The YOLO-TMPPD network structure introduces two key architectural innovations. The first is the CARAFE content-aware up-sampling mechanism, which significantly enhances the model’s ability to understand complex spatial relationships by incorporating multi-scale contextual semantic information in the feature reconstruction process. The mechanism enables the model to accurately localize fine structures such as flower-stem junctions by expanding the receptive field to aggregate multi-scale contextual cues. The second innovation is the CBAM bi-dimensional attention mechanism, which effectively suppresses background noise while preserving discriminative features by dynamically adjusting the feature responses in the channel and spatial dimensions.
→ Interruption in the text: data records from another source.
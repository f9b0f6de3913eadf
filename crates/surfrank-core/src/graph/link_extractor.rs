//! Link extraction from HTML pages

use lazy_static::lazy_static;
use regex::Regex;
use std::collections::BTreeSet;
use std::path::{Component, Path, PathBuf};

lazy_static! {
    static ref ANCHOR_HREF_RE: Regex =
        Regex::new(r#"<a\s+(?:[^>]*?)href="([^"]*)""#).unwrap();
}

/// Extract the targets of every `<a href="...">` in a page.
///
/// Relative targets are resolved against the directory of `source_path` so
/// they line up with corpus page identifiers. Absolute URLs, fragment-only
/// anchors and other schemes are skipped. Self-links are left in; the corpus
/// graph removes them.
pub fn extract_links(content: &str, source_path: &str) -> BTreeSet<String> {
    let mut links = BTreeSet::new();

    for cap in ANCHOR_HREF_RE.captures_iter(content) {
        if let Some(target) = cap.get(1) {
            let target_str = target.as_str();

            if target_str.is_empty() || target_str.starts_with('#') {
                continue;
            }

            if has_scheme(target_str) {
                continue;
            }

            if let Some(normalized) = normalize_path(target_str, source_path) {
                links.insert(normalized);
            }
        }
    }

    links
}

fn has_scheme(target: &str) -> bool {
    target.starts_with("//")
        || target
            .split_once(':')
            .map(|(scheme, _)| {
                !scheme.is_empty()
                    && scheme
                        .chars()
                        .all(|c| c.is_ascii_alphanumeric() || matches!(c, '+' | '-' | '.'))
            })
            .unwrap_or(false)
}

/// Resolve a relative link to a corpus-relative identifier
fn normalize_path(target: &str, source_path: &str) -> Option<String> {
    let source_dir = Path::new(source_path).parent().unwrap_or(Path::new(""));

    let target_path = Path::new(target);
    let resolved = if target_path.is_relative() {
        source_dir.join(target_path)
    } else {
        target_path.strip_prefix("/").ok()?.to_path_buf()
    };

    let normalized = normalize_pathbuf(&resolved)?;
    let id = normalized
        .components()
        .map(|c| c.as_os_str().to_string_lossy())
        .collect::<Vec<_>>()
        .join("/");

    if id.is_empty() {
        None
    } else {
        Some(id)
    }
}

/// Collapse `.` and `..` components. A `..` that would climb above the
/// corpus root yields `None`.
fn normalize_pathbuf(path: &Path) -> Option<PathBuf> {
    let mut components = Vec::new();

    for component in path.components() {
        match component {
            Component::ParentDir => {
                components.pop()?;
            }
            Component::CurDir | Component::RootDir | Component::Prefix(_) => {}
            _ => components.push(component.as_os_str()),
        }
    }

    Some(components.iter().collect())
}

#[cfg(test)]
mod tests {
    use super::*;

    #[test]
    fn test_extract_anchor_links() {
        let content = r#"<p>See <a href="2.html">two</a> and <a class="x" href="3.html">three</a>.</p>"#;
        let links = extract_links(content, "1.html");

        assert_eq!(links.len(), 2);
        assert!(links.contains("2.html"));
        assert!(links.contains("3.html"));
    }

    #[test]
    fn test_duplicate_links_collapse() {
        let content = r#"<a href="2.html">a</a><a href="2.html">b</a><a href="./2.html">c</a>"#;
        let links = extract_links(content, "1.html");

        assert_eq!(links.len(), 1);
    }

    #[test]
    fn test_skips_urls_and_fragments() {
        let content = r##"<a href="https://example.com/x.html">x</a>
            <a href="#top">top</a>
            <a href="mailto:me@example.com">mail</a>
            <a href="//cdn.example.com/y.html">y</a>
            <a href="">empty</a>"##;
        let links = extract_links(content, "1.html");

        assert!(links.is_empty());
    }

    #[test]
    fn test_resolves_relative_to_source_dir() {
        let content = r#"<a href="../index.html">up</a> <a href="guide.html">here</a> <a href="/top.html">root</a>"#;
        let links = extract_links(content, "docs/intro.html");

        assert!(links.contains("index.html"));
        assert!(links.contains("docs/guide.html"));
        assert!(links.contains("top.html"));
    }

    #[test]
    fn test_drops_links_above_root() {
        let links = extract_links(r#"<a href="../x.html">up</a>"#, "1.html");
        assert!(links.is_empty());

        let links = extract_links(r#"<a href="../../2.html">up</a>"#, "docs/1.html");
        assert!(links.is_empty());

        let links = extract_links(r#"<a href="../1.html">same name</a>"#, "1.html");
        assert!(links.is_empty());
    }

    #[test]
    fn test_ignores_non_anchor_href() {
        let content = r#"<link href="style.css"><a name="x">no href</a>"#;
        let links = extract_links(content, "1.html");

        assert!(links.is_empty());
    }
}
In a scenario where tomato stems are densely distributed, this dual-attention mechanism improves target localization accuracy while maintaining feature integrity.

Although tomato-picking tasks have received significant attention, achieving fruit-picking point detection in greenhouse environments using machine vision remains challenging. To address this, we constructed a six-dimensional dataset designed to maximize data realism, closely matching manual picking scenarios. While existing studies have achieved notable advancements in tomato identification and picking task performance through model improvements and algorithmic innovations, most approaches focus on segmenting and locating tomato fruit centers. This ignores the potential effects of picking methods on fruit quality and results in complex modeling processes for determining picking points.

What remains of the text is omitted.